Beste collega’s, ik heb in het middelbaar heel goed geleerd dat onze geschiedenis bijzonder veel overlapping vertoont met wat er in Spanje allemaal gebeurd is en bepaalde heersers et cetera. Er valt nog wel wat samen te werken met Frankrijk en met Spanje ook. Als het gaat over die samenwerking met de RTBF: gezien de uitspraak van de heer Uten is er dus ook extra ondersteuning nodig om dat mogelijk te maken, want anders krijg je een armlastige VRT, die op heel veel vlakken moet besparen – en dit is niet karikaturaal, collega D’Haese – maar die op bepaalde vlakken wel ter hulp wordt geschoten en op andere niet. En dat is de fundamentele kritiek. Als er programma's zijn die men kan instrumentaliseren, dan is men daar. Maar andere programma's, waar men ideologisch een broertje aan dood heeft? Oeps, neen. Dan gaan we generaliseren en maken we blokken et cetera.

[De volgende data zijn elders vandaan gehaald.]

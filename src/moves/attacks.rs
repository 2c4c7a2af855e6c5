//! Attack bitboards for every piece kind.
//!
//! Leaper tables (knight, king, pawn captures) are generated at compile time;
//! slider attacks are traced ray by ray against the current occupancy.

use crate::game_state::chess_types::{Color, Square};

pub const KNIGHT_ATTACKS: [u64; 64] = generate_leaper_table(&KNIGHT_STEPS);
pub const KING_ATTACKS: [u64; 64] = generate_leaper_table(&KING_STEPS);
pub const LIGHT_PAWN_ATTACKS: [u64; 64] = generate_leaper_table(&[(-1, 1), (1, 1)]);
pub const DARK_PAWN_ATTACKS: [u64; 64] = generate_leaper_table(&[(-1, -1), (1, -1)]);

const KNIGHT_STEPS: [(i32, i32); 8] = [
    (1, 2),
    (2, 1),
    (2, -1),
    (1, -2),
    (-1, -2),
    (-2, -1),
    (-2, 1),
    (-1, 2),
];

const KING_STEPS: [(i32, i32); 8] = [
    (-1, -1),
    (0, -1),
    (1, -1),
    (-1, 0),
    (1, 0),
    (-1, 1),
    (0, 1),
    (1, 1),
];

const BISHOP_DIRECTIONS: [(i32, i32); 4] = [(1, 1), (-1, 1), (1, -1), (-1, -1)];
const ROOK_DIRECTIONS: [(i32, i32); 4] = [(0, 1), (0, -1), (1, 0), (-1, 0)];

#[inline]
pub const fn knight_attacks(square: Square) -> u64 {
    KNIGHT_ATTACKS[square as usize]
}

#[inline]
pub const fn king_attacks(square: Square) -> u64 {
    KING_ATTACKS[square as usize]
}

/// Squares a pawn of `color` standing on `square` captures on.
#[inline]
pub const fn pawn_attacks(color: Color, square: Square) -> u64 {
    match color {
        Color::Light => LIGHT_PAWN_ATTACKS[square as usize],
        Color::Dark => DARK_PAWN_ATTACKS[square as usize],
    }
}

#[inline]
pub fn bishop_attacks(square: Square, occupancy: u64) -> u64 {
    BISHOP_DIRECTIONS
        .iter()
        .fold(0u64, |acc, &(df, dr)| acc | trace_ray(square, df, dr, occupancy))
}

#[inline]
pub fn rook_attacks(square: Square, occupancy: u64) -> u64 {
    ROOK_DIRECTIONS
        .iter()
        .fold(0u64, |acc, &(df, dr)| acc | trace_ray(square, df, dr, occupancy))
}

#[inline]
pub fn queen_attacks(square: Square, occupancy: u64) -> u64 {
    bishop_attacks(square, occupancy) | rook_attacks(square, occupancy)
}

fn trace_ray(square: Square, file_step: i32, rank_step: i32, occupancy: u64) -> u64 {
    let mut file = i32::from(square % 8) + file_step;
    let mut rank = i32::from(square / 8) + rank_step;
    let mut attacks = 0u64;

    while (0..8).contains(&file) && (0..8).contains(&rank) {
        let bit = 1u64 << (rank * 8 + file);
        attacks |= bit;
        if (occupancy & bit) != 0 {
            break;
        }
        file += file_step;
        rank += rank_step;
    }

    attacks
}

const fn generate_leaper_table(steps: &[(i32, i32)]) -> [u64; 64] {
    let mut table = [0u64; 64];
    let mut sq = 0usize;

    while sq < 64 {
        let file = (sq % 8) as i32;
        let rank = (sq / 8) as i32;
        let mut attacks = 0u64;
        let mut i = 0usize;
        while i < steps.len() {
            let f = file + steps[i].0;
            let r = rank + steps[i].1;
            if f >= 0 && f < 8 && r >= 0 && r < 8 {
                attacks |= 1u64 << (r * 8 + f);
            }
            i += 1;
        }
        table[sq] = attacks;
        sq += 1;
    }

    table
}

#[cfg(test)]
mod tests {
    use super::*;

    #[test]
    fn leaper_table_sizes() {
        assert_eq!(knight_attacks(27).count_ones(), 8);
        assert_eq!(knight_attacks(0).count_ones(), 2);
        assert_eq!(king_attacks(0).count_ones(), 3);
        assert_eq!(king_attacks(27).count_ones(), 8);
    }

    #[test]
    fn pawn_attacks_point_forward() {
        let e2 = 12;
        assert_eq!(pawn_attacks(Color::Light, e2), (1u64 << 19) | (1u64 << 21));
        let e7 = 52;
        assert_eq!(pawn_attacks(Color::Dark, e7), (1u64 << 43) | (1u64 << 45));
        assert_eq!(pawn_attacks(Color::Light, 8), 1u64 << 17);
    }

    #[test]
    fn sliders_stop_at_first_blocker() {
        let a1 = 0;
        let blocker_on_a4 = 1u64 << 24;
        let attacks = rook_attacks(a1, blocker_on_a4);
        assert_ne!(attacks & (1u64 << 24), 0);
        assert_eq!(attacks & (1u64 << 32), 0);

        assert_eq!(queen_attacks(27, 0).count_ones(), 27);
        assert_eq!(bishop_attacks(27, 0).count_ones(), 13);
    }
}
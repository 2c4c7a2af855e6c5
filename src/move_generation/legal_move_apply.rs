//! In-place make/unmake of a move.
//!
//! `make_move` mutates the position and hands back the `UndoState` that
//! `unmake_move` needs to restore it bit for bit, Zobrist key included.

use crate::errors::{EngineError, EngineResult};
use crate::game_state::{chess_types::*, game_state::GameState};
use crate::moves::attacks::pawn_attacks;
use crate::moves::chess_move::ChessMove;
use crate::search::zobrist::{castling_key, en_passant_file_key, side_to_move_key};

/// Play `mv` on `game_state`.
///
/// The move only has to be pseudo-legal: leaving the own king attacked is
/// allowed here and detected by the caller. Errors leave the position
/// untouched.
pub fn make_move(game_state: &mut GameState, mv: &ChessMove) -> EngineResult<UndoState> {
    let moving_color = game_state.side_to_move;
    let moved = validate_move_shape(game_state, mv)?;

    let is_en_passant = moved.kind == PieceKind::Pawn
        && game_state.en_passant_square == Some(mv.to)
        && file_of(mv.from) != file_of(mv.to)
        && game_state.piece_on(mv.to).is_none();
    let captured_square = match (is_en_passant, moving_color) {
        (true, Color::Light) => mv.to - 8,
        (true, Color::Dark) => mv.to + 8,
        (false, _) => mv.to,
    };

    let prev_castling_rights = game_state.castling_rights;
    let prev_en_passant_square = game_state.en_passant_square;
    let prev_halfmove_clock = game_state.halfmove_clock;
    let prev_zobrist_key = game_state.zobrist_key;

    game_state.zobrist_key ^= castling_key(prev_castling_rights);
    if let Some(ep) = prev_en_passant_square {
        game_state.zobrist_key ^= en_passant_file_key(file_of(ep));
    }

    let captured_piece = game_state.remove_piece(captured_square);
    game_state.remove_piece(mv.from);
    let placed = match mv.promotion {
        Some(kind) => Piece::new(moving_color, kind),
        None => moved,
    };
    game_state.put_piece(mv.to, placed);

    if moved.kind == PieceKind::King && mv.from.abs_diff(mv.to) == 2 {
        let (rook_from, rook_to) = castling_rook_squares(mv.from, mv.to);
        if let Some(rook) = game_state.remove_piece(rook_from) {
            game_state.put_piece(rook_to, rook);
        }
    }

    update_castling_rights(game_state, moving_color, mv.from, mv.to, moved.kind);

    game_state.en_passant_square = None;
    if moved.kind == PieceKind::Pawn && mv.from.abs_diff(mv.to) == 16 {
        let ep = (mv.from + mv.to) / 2;
        // Only record the square when an enemy pawn could actually take.
        let enemy_pawns =
            game_state.pieces[moving_color.opposite().index()][PieceKind::Pawn.index()];
        if pawn_attacks(moving_color, ep) & enemy_pawns != 0 {
            game_state.en_passant_square = Some(ep);
        }
    }

    if moved.kind == PieceKind::Pawn || captured_piece.is_some() {
        game_state.halfmove_clock = 0;
    } else {
        game_state.halfmove_clock = game_state.halfmove_clock.saturating_add(1);
    }
    if moving_color == Color::Dark {
        game_state.fullmove_number = game_state.fullmove_number.saturating_add(1);
    }

    game_state.side_to_move = moving_color.opposite();
    game_state.zobrist_key ^= side_to_move_key();
    game_state.zobrist_key ^= castling_key(game_state.castling_rights);
    if let Some(ep) = game_state.en_passant_square {
        game_state.zobrist_key ^= en_passant_file_key(file_of(ep));
    }

    Ok(UndoState {
        captured_piece,
        captured_square,
        prev_castling_rights,
        prev_en_passant_square,
        prev_halfmove_clock,
        prev_zobrist_key,
    })
}

/// Revert the `make_move` that produced `undo`.
///
/// Must be called with the record of the most recent unreverted move on this
/// position.
pub fn unmake_move(game_state: &mut GameState, mv: &ChessMove, undo: UndoState) {
    let moving_color = game_state.side_to_move.opposite();
    game_state.side_to_move = moving_color;
    if moving_color == Color::Dark {
        game_state.fullmove_number = game_state.fullmove_number.saturating_sub(1);
    }

    if let Some(placed) = game_state.remove_piece(mv.to) {
        let original = match mv.promotion {
            Some(_) => Piece::new(moving_color, PieceKind::Pawn),
            None => placed,
        };
        game_state.put_piece(mv.from, original);

        if original.kind == PieceKind::King && mv.from.abs_diff(mv.to) == 2 {
            let (rook_from, rook_to) = castling_rook_squares(mv.from, mv.to);
            if let Some(rook) = game_state.remove_piece(rook_to) {
                game_state.put_piece(rook_from, rook);
            }
        }
    }

    if let Some(captured) = undo.captured_piece {
        game_state.put_piece(undo.captured_square, captured);
    }

    game_state.castling_rights = undo.prev_castling_rights;
    game_state.en_passant_square = undo.prev_en_passant_square;
    game_state.halfmove_clock = undo.prev_halfmove_clock;
    game_state.zobrist_key = undo.prev_zobrist_key;
}

/// Copying variant of [`make_move`] for callers that keep the old position.
pub fn apply_move(game_state: &GameState, mv: &ChessMove) -> EngineResult<GameState> {
    let mut next = game_state.clone();
    let _ = make_move(&mut next, mv)?;
    Ok(next)
}

fn illegal(mv: &ChessMove, reason: &str) -> EngineError {
    EngineError::IllegalMove {
        from: mv.from,
        to: mv.to,
        reason: reason.to_owned(),
    }
}

fn validate_move_shape(game_state: &GameState, mv: &ChessMove) -> EngineResult<Piece> {
    if mv.from > 63 || mv.to > 63 || mv.from == mv.to {
        return Err(illegal(mv, "squares out of range"));
    }

    let moved = match game_state.piece_on(mv.from) {
        Some(piece) if piece.color == game_state.side_to_move => piece,
        Some(_) => return Err(illegal(mv, "piece on from-square belongs to the opponent")),
        None => return Err(illegal(mv, "no piece on from-square")),
    };

    if let Some(target) = game_state.piece_on(mv.to) {
        if target.color == moved.color {
            return Err(illegal(mv, "destination holds an own piece"));
        }
    }

    let reaches_last_rank = matches!(
        (moved.color, rank_of(mv.to)),
        (Color::Light, 7) | (Color::Dark, 0)
    );
    match mv.promotion {
        Some(PieceKind::Pawn | PieceKind::King) => {
            return Err(illegal(mv, "invalid promotion piece"));
        }
        Some(_) if moved.kind != PieceKind::Pawn || !reaches_last_rank => {
            return Err(illegal(mv, "promotion without a pawn reaching the last rank"));
        }
        None if moved.kind == PieceKind::Pawn && reaches_last_rank => {
            return Err(illegal(mv, "pawn reaching the last rank must promote"));
        }
        _ => {}
    }

    Ok(moved)
}

#[inline]
fn castling_rook_squares(king_from: Square, king_to: Square) -> (Square, Square) {
    if king_to > king_from {
        (king_from + 3, king_from + 1)
    } else {
        (king_from - 4, king_from - 1)
    }
}

fn update_castling_rights(
    game_state: &mut GameState,
    moving_color: Color,
    from: Square,
    to: Square,
    moved_piece: PieceKind,
) {
    if moved_piece == PieceKind::King {
        if moving_color == Color::Light {
            game_state.castling_rights &= !(CASTLE_LIGHT_KINGSIDE | CASTLE_LIGHT_QUEENSIDE);
        } else {
            game_state.castling_rights &= !(CASTLE_DARK_KINGSIDE | CASTLE_DARK_QUEENSIDE);
        }
    }

    // A rook leaving its corner, or anything landing there, ends that right.
    for square in [from, to] {
        match square {
            0 => game_state.castling_rights &= !CASTLE_LIGHT_QUEENSIDE,
            7 => game_state.castling_rights &= !CASTLE_LIGHT_KINGSIDE,
            56 => game_state.castling_rights &= !CASTLE_DARK_QUEENSIDE,
            63 => game_state.castling_rights &= !CASTLE_DARK_KINGSIDE,
            _ => {}
        }
    }
}
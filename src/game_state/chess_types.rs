//! Primitive board types shared by every subsystem.

pub use crate::game_state::game_state::GameState;
pub use crate::game_state::undo_state::UndoState;

/// Side to move.
#[derive(Debug, Clone, Copy, PartialEq, Eq, Hash)]
pub enum Color {
    Light,
    Dark,
}

impl Color {
    #[inline]
    pub const fn index(self) -> usize {
        match self {
            Color::Light => 0,
            Color::Dark => 1,
        }
    }

    #[inline]
    pub const fn opposite(self) -> Self {
        match self {
            Color::Light => Color::Dark,
            Color::Dark => Color::Light,
        }
    }
}

/// Piece kind (color is carried separately by [`Piece`]).
#[derive(Debug, Clone, Copy, PartialEq, Eq, Hash)]
pub enum PieceKind {
    Pawn,
    Knight,
    Bishop,
    Rook,
    Queen,
    King,
}

pub const ALL_PIECE_KINDS: [PieceKind; 6] = [
    PieceKind::Pawn,
    PieceKind::Knight,
    PieceKind::Bishop,
    PieceKind::Rook,
    PieceKind::Queen,
    PieceKind::King,
];

pub const PROMOTION_KINDS: [PieceKind; 4] = [
    PieceKind::Queen,
    PieceKind::Rook,
    PieceKind::Bishop,
    PieceKind::Knight,
];

impl PieceKind {
    #[inline]
    pub const fn index(self) -> usize {
        match self {
            PieceKind::Pawn => 0,
            PieceKind::Knight => 1,
            PieceKind::Bishop => 2,
            PieceKind::Rook => 3,
            PieceKind::Queen => 4,
            PieceKind::King => 5,
        }
    }

    /// Upper-case letter used by short algebraic notation and FEN.
    #[inline]
    pub const fn letter(self) -> char {
        match self {
            PieceKind::Pawn => 'P',
            PieceKind::Knight => 'N',
            PieceKind::Bishop => 'B',
            PieceKind::Rook => 'R',
            PieceKind::Queen => 'Q',
            PieceKind::King => 'K',
        }
    }
}

/// One of the 12 colored pieces that can occupy a square.
#[derive(Debug, Clone, Copy, PartialEq, Eq, Hash)]
pub struct Piece {
    pub color: Color,
    pub kind: PieceKind,
}

impl Piece {
    #[inline]
    pub const fn new(color: Color, kind: PieceKind) -> Self {
        Self { color, kind }
    }
}

pub const CASTLE_LIGHT_KINGSIDE: CastlingRights = 1 << 0;
pub const CASTLE_LIGHT_QUEENSIDE: CastlingRights = 1 << 1;
pub const CASTLE_DARK_KINGSIDE: CastlingRights = 1 << 2;
pub const CASTLE_DARK_QUEENSIDE: CastlingRights = 1 << 3;
pub type CastlingRights = u8;

/// Board square index (`0..=63`, `0 == a1`, `63 == h8`).
pub type Square = u8;

#[inline]
pub const fn file_of(square: Square) -> u8 {
    square % 8
}

#[inline]
pub const fn rank_of(square: Square) -> u8 {
    square / 8
}

#[inline]
pub const fn make_square(file: u8, rank: u8) -> Square {
    rank * 8 + file
}
//! Batch position analysis.
//!
//! Usage:
//! `cargo run --release --bin analyze_positions -- positions.epd`
//! `cat positions.fen | cargo run --release --bin analyze_positions -- --time 2000 --board`
//!
//! Each non-empty input line is a FEN (or EPD: operations after the fourth
//! field are ignored). Output is `fen -> best | pv`, one line per position.

use std::fs::File;
use std::io::{self, BufRead, BufReader};

use tracing::{error, info};
use tracing_subscriber::EnvFilter;

use kestrel_chess::engines::computer_player::{ComputerPlayer, PlayerConfig, ENGINE_NAME};
use kestrel_chess::errors::EngineResult;
use kestrel_chess::game_state::game_state::GameState;
use kestrel_chess::utils::render_game_state::render_game_state;
use kestrel_chess::utils::short_algebraic::move_to_san;

const DEFAULT_TIME_MS: u64 = 1000;

struct Args {
    input: Option<String>,
    time_ms: u64,
    show_board: bool,
}

fn parse_args() -> Result<Args, String> {
    let mut args = Args {
        input: None,
        time_ms: DEFAULT_TIME_MS,
        show_board: false,
    };

    let mut it = std::env::args().skip(1);
    while let Some(arg) = it.next() {
        match arg.as_str() {
            "--time" => {
                let value = it.next().ok_or("--time needs a value in milliseconds")?;
                args.time_ms = value
                    .parse()
                    .map_err(|_| format!("invalid --time value '{value}'"))?;
            }
            "--board" => args.show_board = true,
            other if other.starts_with("--") => return Err(format!("unknown flag '{other}'")),
            path => args.input = Some(path.to_owned()),
        }
    }
    Ok(args)
}

/// EPD lines carry only the first four FEN fields plus opcodes.
fn position_fields(line: &str) -> String {
    let fields: Vec<&str> = line.split_whitespace().collect();
    let clocks_present = fields.len() >= 6
        && fields[4].parse::<u16>().is_ok()
        && fields[5].parse::<u16>().is_ok();
    let take = if clocks_present { 6 } else { fields.len().min(4) };
    fields[..take].join(" ")
}

fn analyze(player: &mut ComputerPlayer, fen: &str, time_ms: u64, show_board: bool) -> EngineResult<()> {
    let mut game = GameState::from_fen(fen)?;
    if show_board {
        println!("{}", render_game_state(&game));
    }

    let (best, pv) = player.search_position(&game, time_ms)?;
    let san = move_to_san(&mut game, &best)?;
    println!("{fen} -> {san} ({}) | {pv}", best.score);
    Ok(())
}

fn main() -> Result<(), String> {
    tracing_subscriber::fmt()
        .with_env_filter(EnvFilter::try_from_default_env().unwrap_or_else(|_| EnvFilter::new("info")))
        .with_writer(io::stderr)
        .init();

    let args = parse_args()?;
    let reader: Box<dyn BufRead> = match &args.input {
        Some(path) => Box::new(BufReader::new(
            File::open(path).map_err(|e| format!("failed opening {path}: {e}"))?,
        )),
        None => Box::new(BufReader::new(io::stdin())),
    };

    let mut player = ComputerPlayer::with_config(PlayerConfig {
        book_enabled: false,
        verbose: false,
        ..PlayerConfig::default()
    });
    info!(engine = ENGINE_NAME, time_ms = args.time_ms, "analyzing positions");

    let mut failures = 0usize;
    for line in reader.lines() {
        let line = line.map_err(|e| format!("failed reading input: {e}"))?;
        let line = line.trim();
        if line.is_empty() || line.starts_with('#') {
            continue;
        }

        let fen = position_fields(line);
        if let Err(err) = analyze(&mut player, &fen, args.time_ms, args.show_board) {
            error!(%err, fen = %fen, "position skipped");
            failures += 1;
        }
    }

    if failures > 0 {
        return Err(format!("{failures} position(s) could not be analyzed"));
    }
    Ok(())
}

Geloof mij, heel veel Vlamingen zijn echt fier op hun identiteit, maar die passen voor een verhaal waar er wordt geïnstrumentaliseerd om tegen anderen te zijn, om een verhaal te vertellen waarbij men eigenlijk uitsluitend dit gaat beginnen te vertellen, in plaats van inclusief. Die reeks heeft dat ondertussen inhoudelijk al bewezen, dat die identiteit bijzonder veelzijdig is. Wie zijn we? Waar komen we vandaan? Wat is er hier op dit grondgebied, hier bij ons, gebeurd? Dat boeit ontzettend veel mensen. En dat is een kracht waar je veel mee kunt doen, waar je veel mensen mee samen kunt brengen vanuit die diversiteit.
De vraag is waar we naartoe gaan. En ik zie daar een heel duidelijk verschil tussen wat u zegt, minister van Media, wat er gebeurt bij de VRT, en welke ideologische keuzes deze Vlaamse Regering maakt. En die kritiek zullen wij met Groen altijd blijven geven, want meer diversiteit en erkenning van veelgelaagdheid, dat is onze bekommernis. Daar moeten we naartoe gaan, en dat respecteren. Ik zie in ieder geval dat ik daar bij u een medestander in heb. Ik ben daar niet van overtuigd bij de rest van de Vlaamse Regering. En de cijfers en de budgetten op dit moment nopen wel tot enige bezorgdheid.
De vragen om uitleg zijn afgehandeld.